AVAILABLE DATA:
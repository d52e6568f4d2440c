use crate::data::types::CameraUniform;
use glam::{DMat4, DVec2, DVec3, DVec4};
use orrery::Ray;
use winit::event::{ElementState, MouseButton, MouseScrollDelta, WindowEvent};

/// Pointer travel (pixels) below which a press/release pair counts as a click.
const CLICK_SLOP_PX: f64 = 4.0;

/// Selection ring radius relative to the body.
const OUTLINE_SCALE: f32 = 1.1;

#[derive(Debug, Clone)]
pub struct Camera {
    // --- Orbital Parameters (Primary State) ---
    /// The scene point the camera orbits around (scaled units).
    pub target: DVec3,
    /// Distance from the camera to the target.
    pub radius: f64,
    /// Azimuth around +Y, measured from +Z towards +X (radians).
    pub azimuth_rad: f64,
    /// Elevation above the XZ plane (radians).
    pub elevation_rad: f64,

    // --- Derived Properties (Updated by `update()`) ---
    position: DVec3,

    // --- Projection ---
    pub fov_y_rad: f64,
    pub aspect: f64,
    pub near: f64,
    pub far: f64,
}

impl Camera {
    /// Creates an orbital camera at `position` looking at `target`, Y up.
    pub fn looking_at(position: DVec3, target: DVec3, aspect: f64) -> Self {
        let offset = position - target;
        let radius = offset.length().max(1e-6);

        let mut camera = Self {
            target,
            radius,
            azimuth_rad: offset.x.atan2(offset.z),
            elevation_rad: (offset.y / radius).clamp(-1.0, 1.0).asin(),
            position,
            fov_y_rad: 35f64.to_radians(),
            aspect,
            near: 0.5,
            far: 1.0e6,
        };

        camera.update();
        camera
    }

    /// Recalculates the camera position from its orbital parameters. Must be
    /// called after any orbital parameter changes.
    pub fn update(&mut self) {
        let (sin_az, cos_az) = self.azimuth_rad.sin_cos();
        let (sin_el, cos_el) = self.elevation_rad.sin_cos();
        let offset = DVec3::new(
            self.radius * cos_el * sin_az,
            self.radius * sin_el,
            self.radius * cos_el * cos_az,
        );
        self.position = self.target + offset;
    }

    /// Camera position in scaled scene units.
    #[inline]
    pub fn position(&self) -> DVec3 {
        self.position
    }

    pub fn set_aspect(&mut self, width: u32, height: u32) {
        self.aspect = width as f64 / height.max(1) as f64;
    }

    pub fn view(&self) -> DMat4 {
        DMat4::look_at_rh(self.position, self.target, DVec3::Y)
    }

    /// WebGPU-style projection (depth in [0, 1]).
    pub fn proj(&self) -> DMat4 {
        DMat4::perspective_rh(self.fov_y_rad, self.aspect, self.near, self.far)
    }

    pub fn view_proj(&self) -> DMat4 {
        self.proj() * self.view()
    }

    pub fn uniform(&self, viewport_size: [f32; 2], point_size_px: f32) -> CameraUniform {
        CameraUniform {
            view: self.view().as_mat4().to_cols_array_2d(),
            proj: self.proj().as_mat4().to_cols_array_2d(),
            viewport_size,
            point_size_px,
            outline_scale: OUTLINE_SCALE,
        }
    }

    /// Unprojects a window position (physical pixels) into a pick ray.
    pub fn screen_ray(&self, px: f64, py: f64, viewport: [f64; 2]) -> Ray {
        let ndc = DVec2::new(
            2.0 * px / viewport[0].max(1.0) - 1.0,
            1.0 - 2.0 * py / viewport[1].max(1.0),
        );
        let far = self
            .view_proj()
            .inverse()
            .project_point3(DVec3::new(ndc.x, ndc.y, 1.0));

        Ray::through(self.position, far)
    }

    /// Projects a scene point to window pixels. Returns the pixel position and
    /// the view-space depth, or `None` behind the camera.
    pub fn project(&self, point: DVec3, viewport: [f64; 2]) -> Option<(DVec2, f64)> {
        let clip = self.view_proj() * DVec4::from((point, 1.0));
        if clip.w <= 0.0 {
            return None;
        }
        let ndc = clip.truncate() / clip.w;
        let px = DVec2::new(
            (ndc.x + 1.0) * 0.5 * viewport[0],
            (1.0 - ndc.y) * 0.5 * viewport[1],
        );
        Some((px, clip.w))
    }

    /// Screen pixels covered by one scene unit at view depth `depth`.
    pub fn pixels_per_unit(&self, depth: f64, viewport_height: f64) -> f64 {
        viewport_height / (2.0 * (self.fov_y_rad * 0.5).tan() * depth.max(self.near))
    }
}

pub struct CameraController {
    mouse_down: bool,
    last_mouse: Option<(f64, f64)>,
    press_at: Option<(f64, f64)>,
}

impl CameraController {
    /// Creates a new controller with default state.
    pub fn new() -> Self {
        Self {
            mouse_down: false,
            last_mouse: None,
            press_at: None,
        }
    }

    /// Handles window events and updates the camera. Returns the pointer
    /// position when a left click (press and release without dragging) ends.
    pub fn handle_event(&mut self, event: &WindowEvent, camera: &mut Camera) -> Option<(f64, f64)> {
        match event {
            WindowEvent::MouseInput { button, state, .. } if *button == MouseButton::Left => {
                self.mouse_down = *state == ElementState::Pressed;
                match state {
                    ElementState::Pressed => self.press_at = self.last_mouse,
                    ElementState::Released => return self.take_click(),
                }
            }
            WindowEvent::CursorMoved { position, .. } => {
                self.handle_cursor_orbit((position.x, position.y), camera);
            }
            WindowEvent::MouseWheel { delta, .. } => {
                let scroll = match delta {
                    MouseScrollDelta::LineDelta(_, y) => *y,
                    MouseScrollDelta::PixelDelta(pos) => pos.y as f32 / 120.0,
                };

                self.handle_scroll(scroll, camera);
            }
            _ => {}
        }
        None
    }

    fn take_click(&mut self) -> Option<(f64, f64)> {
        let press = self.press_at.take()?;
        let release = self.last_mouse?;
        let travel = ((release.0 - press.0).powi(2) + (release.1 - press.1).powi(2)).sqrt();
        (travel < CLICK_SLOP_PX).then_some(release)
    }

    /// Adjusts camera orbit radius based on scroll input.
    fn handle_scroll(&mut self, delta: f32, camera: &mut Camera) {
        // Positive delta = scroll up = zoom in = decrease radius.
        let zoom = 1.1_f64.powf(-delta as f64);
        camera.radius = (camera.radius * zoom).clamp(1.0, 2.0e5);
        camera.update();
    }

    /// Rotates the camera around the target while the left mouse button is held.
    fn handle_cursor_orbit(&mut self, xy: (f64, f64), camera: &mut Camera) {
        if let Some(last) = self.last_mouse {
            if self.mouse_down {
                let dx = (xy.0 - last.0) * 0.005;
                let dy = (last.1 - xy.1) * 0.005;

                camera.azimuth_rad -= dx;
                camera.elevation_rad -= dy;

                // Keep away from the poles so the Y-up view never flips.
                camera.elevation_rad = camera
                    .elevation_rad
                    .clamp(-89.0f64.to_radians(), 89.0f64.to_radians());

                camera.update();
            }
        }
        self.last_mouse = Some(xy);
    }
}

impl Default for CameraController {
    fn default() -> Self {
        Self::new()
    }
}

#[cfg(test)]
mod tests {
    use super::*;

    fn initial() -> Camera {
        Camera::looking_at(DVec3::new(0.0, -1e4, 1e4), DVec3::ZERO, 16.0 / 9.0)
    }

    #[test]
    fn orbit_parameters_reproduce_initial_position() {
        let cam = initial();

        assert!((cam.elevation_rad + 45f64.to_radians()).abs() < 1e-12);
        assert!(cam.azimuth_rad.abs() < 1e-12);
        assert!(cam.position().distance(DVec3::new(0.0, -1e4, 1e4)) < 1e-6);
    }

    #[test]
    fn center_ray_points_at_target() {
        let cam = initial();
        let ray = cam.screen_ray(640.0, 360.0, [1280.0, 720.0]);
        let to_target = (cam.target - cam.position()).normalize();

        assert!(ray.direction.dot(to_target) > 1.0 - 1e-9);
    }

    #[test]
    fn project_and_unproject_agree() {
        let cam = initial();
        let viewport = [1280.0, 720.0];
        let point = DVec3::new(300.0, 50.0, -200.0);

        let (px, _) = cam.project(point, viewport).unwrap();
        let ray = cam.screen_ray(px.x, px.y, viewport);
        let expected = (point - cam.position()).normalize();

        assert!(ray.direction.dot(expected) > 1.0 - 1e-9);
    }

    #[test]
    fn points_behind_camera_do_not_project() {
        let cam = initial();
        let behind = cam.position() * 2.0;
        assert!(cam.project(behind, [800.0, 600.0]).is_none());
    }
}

TASK TO CARRY OUT: Using the records above, find the number of lines that contain the string "zoom", and give that number without further comment.

PROBLEM SOLUTION: 3